Collected data entries
- Opening Delimiter -

//! Terminal reporting of command failures

use colored::*;
use domain::DomainError;
use std::process::ExitCode;
use tracker::{FailureKind, TrackerError};

/// Print the outcome of a command and pick the process exit code
pub fn finish(result: anyhow::Result<()>) -> ExitCode {
    let Err(err) = result else {
        return ExitCode::SUCCESS;
    };

    if let Some(tracker_err) = err.downcast_ref::<TrackerError>() {
        return match tracker_err.kind() {
            FailureKind::AuthenticationAbsent => {
                sign_in_hint();
                ExitCode::SUCCESS
            }
            FailureKind::StoreFailure => error_toast(&err),
            FailureKind::DomainRule | FailureKind::NotFound => notice(tracker_err),
        };
    }

    if let Some(domain_err) = err.downcast_ref::<DomainError>() {
        return notice(domain_err);
    }

    error_toast(&err)
}

pub fn sign_in_hint() {
    println!(
        "{} Not signed in. Run {} or set {}.",
        "ℹ".blue(),
        "rtrack --user <ID> login".bold(),
        "RTRACK_USER".bold()
    );
}

fn notice(err: &dyn std::fmt::Display) -> ExitCode {
    eprintln!("{} {}", "⚠".yellow(), err.to_string().yellow());
    ExitCode::FAILURE
}

fn error_toast(err: &anyhow::Error) -> ExitCode {
    eprintln!("{} {:#}", "Error:".red().bold(), err);
    ExitCode::FAILURE
}
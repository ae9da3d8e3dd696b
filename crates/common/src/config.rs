//! Layered tracker configuration
//!
//! Resolution order, later wins: built-in defaults, `config.toml` in the
//! tracker home, `RTRACK_*` environment variables, then command line flags
//! (applied by the binary).

use anyhow::{Context, Result};
use serde::{Deserialize, Serialize};
use std::env;
use std::path::{Path, PathBuf};
use tracing::debug;

pub const HOME_ENV: &str = "RTRACK_HOME";
pub const CONFIG_FILE: &str = "config.toml";
pub const DEFAULT_DB_FILE: &str = "tracker.db";

#[derive(Debug, Clone, PartialEq, Serialize, Deserialize, Default)]
#[serde(default)]
pub struct TrackerConfig {
    pub database: DatabaseSettings,
    pub logging: LoggingSettings,
    pub auth: AuthSettings,
}

#[derive(Debug, Clone, PartialEq, Serialize, Deserialize)]
#[serde(default)]
pub struct DatabaseSettings {
    /// Defaults to `tracker.db` inside the tracker home
    pub path: Option<PathBuf>,
    pub pool_size: u32,
}

impl Default for DatabaseSettings {
    fn default() -> Self {
        Self {
            path: None,
            pool_size: 4,
        }
    }
}

#[derive(Debug, Clone, PartialEq, Serialize, Deserialize)]
#[serde(default)]
pub struct LoggingSettings {
    pub level: String,
    pub json: bool,
}

impl Default for LoggingSettings {
    fn default() -> Self {
        Self {
            level: "error".to_string(),
            json: false,
        }
    }
}

#[derive(Debug, Clone, PartialEq, Serialize, Deserialize)]
#[serde(default)]
pub struct AuthSettings {
    /// Identity of the signed-in user, if any
    pub user: Option<String>,
    /// Role granted on first sign-in
    pub default_role: String,
}

impl Default for AuthSettings {
    fn default() -> Self {
        Self {
            user: None,
            default_role: "student".to_string(),
        }
    }
}

impl TrackerConfig {
    /// Database file, falling back to `home/tracker.db`
    pub fn database_path(&self, home: &Path) -> PathBuf {
        self.database
            .path
            .clone()
            .unwrap_or_else(|| home.join(DEFAULT_DB_FILE))
    }
}

/// Tracker home: `$RTRACK_HOME`, else `~/.rtrack`
pub fn tracker_home() -> PathBuf {
    if let Ok(custom) = env::var(HOME_ENV) {
        if !custom.trim().is_empty() {
            return PathBuf::from(custom);
        }
    }
    let mut dir = dirs::home_dir().unwrap_or_else(|| PathBuf::from("."));
    dir.push(".rtrack");
    dir
}

pub struct ConfigLoader {
    home: PathBuf,
    env_prefix: String,
}

impl ConfigLoader {
    pub fn new() -> Self {
        Self::with_home(tracker_home())
    }

    pub fn with_home(home: PathBuf) -> Self {
        Self {
            home,
            env_prefix: "RTRACK_".to_string(),
        }
    }

    pub fn home(&self) -> &Path {
        &self.home
    }

    pub fn config_path(&self) -> PathBuf {
        self.home.join(CONFIG_FILE)
    }

    /// Defaults, then the config file, then the process environment
    pub async fn load(&self) -> Result<TrackerConfig> {
        let config = self.load_file().await?;
        self.apply_env_overrides(config, |key| env::var(key).ok())
    }

    /// Defaults overlaid with `config.toml`; a missing file is not an error
    pub async fn load_file(&self) -> Result<TrackerConfig> {
        let path = self.config_path();
        if !path.exists() {
            debug!("no config file at {}", path.display());
            return Ok(TrackerConfig::default());
        }

        let content = tokio::fs::read_to_string(&path)
            .await
            .with_context(|| format!("Failed to read config file {}", path.display()))?;
        let config = toml::from_str(&content)
            .with_context(|| format!("Failed to parse TOML config {}", path.display()))?;
        debug!("loaded configuration from {}", path.display());
        Ok(config)
    }

    /// Apply `RTRACK_DB`, `RTRACK_POOL_SIZE`, `RTRACK_LOG`, `RTRACK_LOG_JSON`
    /// and `RTRACK_USER` as returned by `lookup`
    pub fn apply_env_overrides<F>(&self, mut config: TrackerConfig, lookup: F) -> Result<TrackerConfig>
    where
        F: Fn(&str) -> Option<String>,
    {
        let var = |name: &str| lookup(&format!("{}{}", self.env_prefix, name));

        if let Some(path) = var("DB") {
            config.database.path = Some(PathBuf::from(path));
        }

        if let Some(size) = var("POOL_SIZE") {
            config.database.pool_size = size
                .trim()
                .parse()
                .with_context(|| format!("Invalid {}POOL_SIZE: {size}", self.env_prefix))?;
        }

        if let Some(level) = var("LOG") {
            config.logging.level = level;
        }

        if let Some(json) = var("LOG_JSON") {
            config.logging.json = parse_flag(&json);
        }

        if let Some(user) = var("USER") {
            config.auth.user = Some(user).filter(|u| !u.trim().is_empty());
        }

        Ok(config)
    }

    /// Write `config` as TOML, creating the home directory if needed
    pub async fn save(&self, config: &TrackerConfig) -> Result<PathBuf> {
        tokio::fs::create_dir_all(&self.home)
            .await
            .with_context(|| format!("Failed to create {}", self.home.display()))?;
        let path = self.config_path();
        let content = toml::to_string_pretty(config).context("Failed to serialize config")?;
        tokio::fs::write(&path, content)
            .await
            .with_context(|| format!("Failed to write {}", path.display()))?;
        Ok(path)
    }
}

impl Default for ConfigLoader {
    fn default() -> Self {
        Self::new()
    }
}

fn parse_flag(value: &str) -> bool {
    matches!(
        value.trim().to_lowercase().as_str(),
        "1" | "true" | "yes" | "on"
    )
}
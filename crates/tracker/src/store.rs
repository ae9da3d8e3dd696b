use anyhow::{Context, Result};
use async_trait::async_trait;
use chrono::{DateTime, Utc};
use domain::{
    AchievementKind, EarnedAchievement, Project, ProjectId, ProjectStatus, Rating, RatingValue,
    Role, RoleGrant, RoleGrantSource, Stage, Task, TaskId, TaskStatus, UpdateId, User, UserId,
    WeeklyUpdate,
};
use r2d2::Pool;
use r2d2_sqlite::SqliteConnectionManager;
use rusqlite::types::Type;
use rusqlite::{params, Connection, OptionalExtension, Row, TransactionBehavior};
use std::path::Path;
use std::str::FromStr;
use std::sync::Arc;
use std::time::Duration;
use tracing::{debug, instrument};

type DbPool = Pool<SqliteConnectionManager>;

const PROJECT_COLUMNS: &str =
    "id, title, description, owner_id, kind, stage, status, created_at, updated_at";

const TASK_COLUMNS: &str = "id, project_id, stage, title, description, status, required_role, \
                            assignee_id, created_at, updated_at";

/// Ratings of an update as a JSON array, in first-rated order
const UPDATE_SELECT: &str = r#"
    SELECT
        u.id, u.author_id, u.content, u.created_at,
        (
            SELECT json_group_array(json_object('rater_id', r.rater_id, 'value', r.value))
            FROM (
                SELECT rater_id, value FROM ratings
                WHERE update_id = u.id
                ORDER BY rowid
            ) r
        ) AS ratings
    FROM weekly_updates u
"#;

/// SQLite store for every tracker table, behind a connection pool
pub struct SqliteStore {
    pool: Arc<DbPool>,
}
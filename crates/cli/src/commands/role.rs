use crate::context::AppContext;
use anyhow::Result;
use clap::{Args, Subcommand};
use colored::*;
use domain::Role;

#[derive(Debug, Args)]
pub struct RoleCommand {
    #[command(subcommand)]
    command: RoleSubcommand,
}

#[derive(Debug, Clone, Subcommand)]
pub enum RoleSubcommand {
    /// Effective role and grants of a user (default: yourself)
    #[command(name = "show")]
    Show { user: Option<String> },
    /// Grant a role to a user (advisor only)
    #[command(name = "grant")]
    Grant { user: String, role: String },
}

impl RoleCommand {
    pub async fn execute(self, ctx: &AppContext) -> Result<()> {
        match self.command {
            RoleSubcommand::Show { user } => {
                let user_id = ctx.target_user(user)?;
                let role = ctx.service.resolve_role(&user_id).await;
                let grants = ctx.service.role_grants(&user_id).await?;

                println!("{} {} is {}", "ℹ".blue(), user_id.bold(), role.as_str().cyan());
                if grants.is_empty() {
                    println!("  no grants");
                }
                for grant in grants {
                    println!(
                        "  - {} (since {})",
                        grant.role,
                        crate::util::format_time(&grant.granted_at)
                    );
                }
            }
            RoleSubcommand::Grant { user, role } => {
                let session = ctx.session()?;
                let role = Role::parse_str(&role)?;
                if ctx.service.grant_role(&session, &user, role).await? {
                    println!("{} Granted {} to {}", "✓".green(), role.as_str().cyan(), user.bold());
                } else {
                    println!("{} {} already holds {}", "ℹ".blue(), user.bold(), role);
                }
            }
        }
        Ok(())
    }
}
//! Domain Value Objects - Immutable domain concepts
//!
//! Value objects carry business meaning without identity.

pub mod rating_value;
pub mod role;

pub use rating_value::RatingValue;
pub use role::{effective_role, Role};
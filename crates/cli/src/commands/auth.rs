use crate::context::AppContext;
use anyhow::Result;
use clap::Args;
use colored::*;

#[derive(Debug, Args)]
pub struct LoginCommand {
    /// Display name shown on projects and updates
    #[arg(long)]
    name: Option<String>,
}

impl LoginCommand {
    pub async fn execute(self, ctx: &AppContext) -> Result<()> {
        let session = ctx.session()?;
        let user = ctx.service.sign_in(&session, self.name.as_deref()).await?;
        let role = ctx.service.resolve_role(&user.id).await;

        println!(
            "{} Signed in as {} ({})",
            "✓".green(),
            user.display_name.bold(),
            user.id
        );
        println!("  role: {}", role.as_str().cyan());
        Ok(())
    }
}

/// Profile and effective role of the signed-in user
pub async fn whoami(ctx: &AppContext) -> Result<()> {
    let session = ctx.session()?;
    let role = ctx.service.resolve_role(&session.user_id).await;

    match ctx.service.profile(&session.user_id).await? {
        Some(user) => {
            println!("{} {}", "☐".cyan(), user.display_name.bold());
            println!("  id: {}", user.id);
            println!("  since: {}", crate::util::format_time(&user.created_at));
        }
        None => {
            println!("{} {}", "☐".cyan(), session.user_id.bold());
            println!("  profile not recorded yet, run {}", "rtrack login".bold());
        }
    }
    println!("  role: {}", role.as_str().cyan());
    Ok(())
}
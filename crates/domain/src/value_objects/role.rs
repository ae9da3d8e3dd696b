//! Role - permission level of a user inside a research group
//!
//! Pure domain value object independent of how grants are stored

use crate::errors::{DomainError, DomainResult};
use serde::{Deserialize, Serialize};
use std::fmt;
use std::str::FromStr;

/// Permission levels, ordered by priority
///
/// `Advisor > Researcher > Student`. A user may hold several grants; the
/// effective role is always the highest one.
#[derive(
    Debug, Clone, Copy, PartialEq, Eq, Hash, PartialOrd, Ord, Serialize, Deserialize, Default,
)]
#[serde(rename_all = "lowercase")]
pub enum Role {
    /// Least privilege, also the fallback when no grant exists
    #[default]
    Student = 1,
    Researcher = 2,
    /// Can advance stages, review projects and manage grants
    Advisor = 3,
}

impl Role {
    /// Get canonical role name
    pub fn as_str(&self) -> &'static str {
        match self {
            Role::Student => "student",
            Role::Researcher => "researcher",
            Role::Advisor => "advisor",
        }
    }

    /// Get priority (higher wins)
    pub fn priority(&self) -> u8 {
        *self as u8
    }

    /// Whether a holder of this role may act on something that requires `required`
    pub fn can_access(&self, required: Role) -> bool {
        *self >= required
    }

    pub fn is_advisor(&self) -> bool {
        *self == Role::Advisor
    }

    /// Parse from string representation, case-insensitive
    pub fn parse_str(s: &str) -> DomainResult<Self> {
        match s.trim().to_lowercase().as_str() {
            "student" => Ok(Role::Student),
            "researcher" => Ok(Role::Researcher),
            "advisor" => Ok(Role::Advisor),
            _ => Err(DomainError::InvalidRole(s.to_string())),
        }
    }

    /// Get all roles in ascending priority
    pub fn all() -> [Role; 3] {
        [Role::Student, Role::Researcher, Role::Advisor]
    }
}

impl fmt::Display for Role {
    fn fmt(&self, f: &mut fmt::Formatter<'_>) -> fmt::Result {
        f.write_str(self.as_str())
    }
}

impl FromStr for Role {
    type Err = DomainError;

    fn from_str(s: &str) -> Result<Self, Self::Err> {
        Role::parse_str(s)
    }
}

/// Pick the effective role out of a set of grants
///
/// An empty set resolves to `Student`.
pub fn effective_role<I>(grants: I) -> Role
where
    I: IntoIterator<Item = Role>,
{
    grants.into_iter().max().unwrap_or_default()
}

#[cfg(test)]
mod tests {
    use super::*;
    use proptest::prelude::*;

    #[test]
    fn test_priority_order() {
        assert!(Role::Advisor > Role::Researcher);
        assert!(Role::Researcher > Role::Student);
        assert_eq!(Role::Advisor.priority(), 3);
        assert_eq!(Role::Student.priority(), 1);
    }

    #[test]
    fn test_empty_grants_default_to_student() {
        assert_eq!(effective_role(Vec::new()), Role::Student);
    }

    #[test]
    fn test_parse_is_case_insensitive() {
        assert_eq!(Role::parse_str("Advisor").unwrap(), Role::Advisor);
        assert_eq!("RESEARCHER".parse::<Role>().unwrap(), Role::Researcher);
        assert!(matches!(
            Role::parse_str("Newcomer"),
            Err(DomainError::InvalidRole(_))
        ));
    }

    #[test]
    fn test_can_access() {
        assert!(Role::Advisor.can_access(Role::Researcher));
        assert!(Role::Student.can_access(Role::Student));
        assert!(!Role::Student.can_access(Role::Advisor));
    }

    fn any_role() -> impl Strategy<Value = Role> {
        prop_oneof![
            Just(Role::Student),
            Just(Role::Researcher),
            Just(Role::Advisor),
        ]
    }

    proptest! {
        #[test]
        fn effective_role_is_highest_grant(grants in prop::collection::vec(any_role(), 0..8)) {
            let resolved = effective_role(grants.iter().copied());
            if grants.is_empty() {
                prop_assert_eq!(resolved, Role::Student);
            } else {
                prop_assert!(grants.contains(&resolved));
                prop_assert!(grants.iter().all(|g| g.priority() <= resolved.priority()));
            }
        }
    }
}
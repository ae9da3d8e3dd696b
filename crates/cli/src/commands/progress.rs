use crate::context::AppContext;
use crate::util::parse_id;
use anyhow::Result;
use clap::{Args, Subcommand};
use colored::*;

#[derive(Debug, Args)]
pub struct TasksCommand {
    /// Project id
    id: String,
}

impl TasksCommand {
    /// Seed the active stage on first view, then print its checklist
    pub async fn execute(self, ctx: &AppContext) -> Result<()> {
        let session = ctx.session()?;
        let id = parse_id(&self.id, "project")?;
        let checklist = ctx.service.stage_checklist(&session, &id).await?;

        println!(
            "{} {} · {} ({}/{})",
            "☐".cyan(),
            checklist.project.title.bold(),
            checklist.stage.title(),
            checklist.completed_count(),
            checklist.items.len()
        );
        for item in &checklist.items {
            let mark = if item.task.is_completed() {
                "[x]".green()
            } else {
                "[ ]".normal()
            };
            let lock = if item.locked {
                format!(" 🔒 {}", item.task.required_role).yellow()
            } else {
                "".normal()
            };
            println!(
                "  {} {}{}  {}",
                mark,
                item.task.title,
                lock,
                item.task.id.to_string().dimmed()
            );
            println!("      {}", item.task.description.dimmed());
        }

        if checklist.can_advance {
            println!("{} Stage complete, ready to advance", "✓".green());
        } else if checklist.all_completed {
            println!("{} Stage complete, waiting for an advisor", "ℹ".blue());
        }
        Ok(())
    }
}

#[derive(Debug, Args)]
pub struct TaskCommand {
    #[command(subcommand)]
    command: TaskSubcommand,
}

#[derive(Debug, Clone, Subcommand)]
pub enum TaskSubcommand {
    /// Mark a checklist item completed
    #[command(name = "done")]
    Done { id: String },
    /// Mark a checklist item pending again
    #[command(name = "undo")]
    Undo { id: String },
}

impl TaskCommand {
    pub async fn execute(self, ctx: &AppContext) -> Result<()> {
        let (id, completed) = match self.command {
            TaskSubcommand::Done { id } => (id, true),
            TaskSubcommand::Undo { id } => (id, false),
        };
        let session = ctx.session()?;
        let id = parse_id(&id, "task")?;
        let task = ctx.service.toggle_task(&session, &id, completed).await?;

        if completed {
            println!("{} {} completed", "✓".green(), task.title.bold());
        } else {
            println!("{} {} reopened", "☐".cyan(), task.title.bold());
        }
        Ok(())
    }
}

#[derive(Debug, Args)]
pub struct AdvanceCommand {
    /// Project id
    id: String,
}

impl AdvanceCommand {
    pub async fn execute(self, ctx: &AppContext) -> Result<()> {
        let session = ctx.session()?;
        let id = parse_id(&self.id, "project")?;
        let project = ctx.service.advance_stage(&session, &id).await?;

        println!(
            "{} {} moved to {}",
            "✓".green(),
            project.title.bold(),
            project.stage.title().cyan()
        );
        if project.is_at_final_stage() {
            println!("  final stage reached");
        }
        Ok(())
    }
}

- Closing Delimiter -

TASK ITEM: Set down, word for word, each line from the top of the records above through the line with "if let Some(tracker_err)".

ANSWER BOX:
//! Terminal reporting of command failures

use colored::*;
use domain::DomainError;
use std::process::ExitCode;
use tracker::{FailureKind, TrackerError};

/// Print the outcome of a command and pick the process exit code
pub fn finish(result: anyhow::Result<()>) -> ExitCode {
    let Err(err) = result else {
        return ExitCode::SUCCESS;
    };

    if let Some(tracker_err) = err.downcast_ref::<TrackerError>() {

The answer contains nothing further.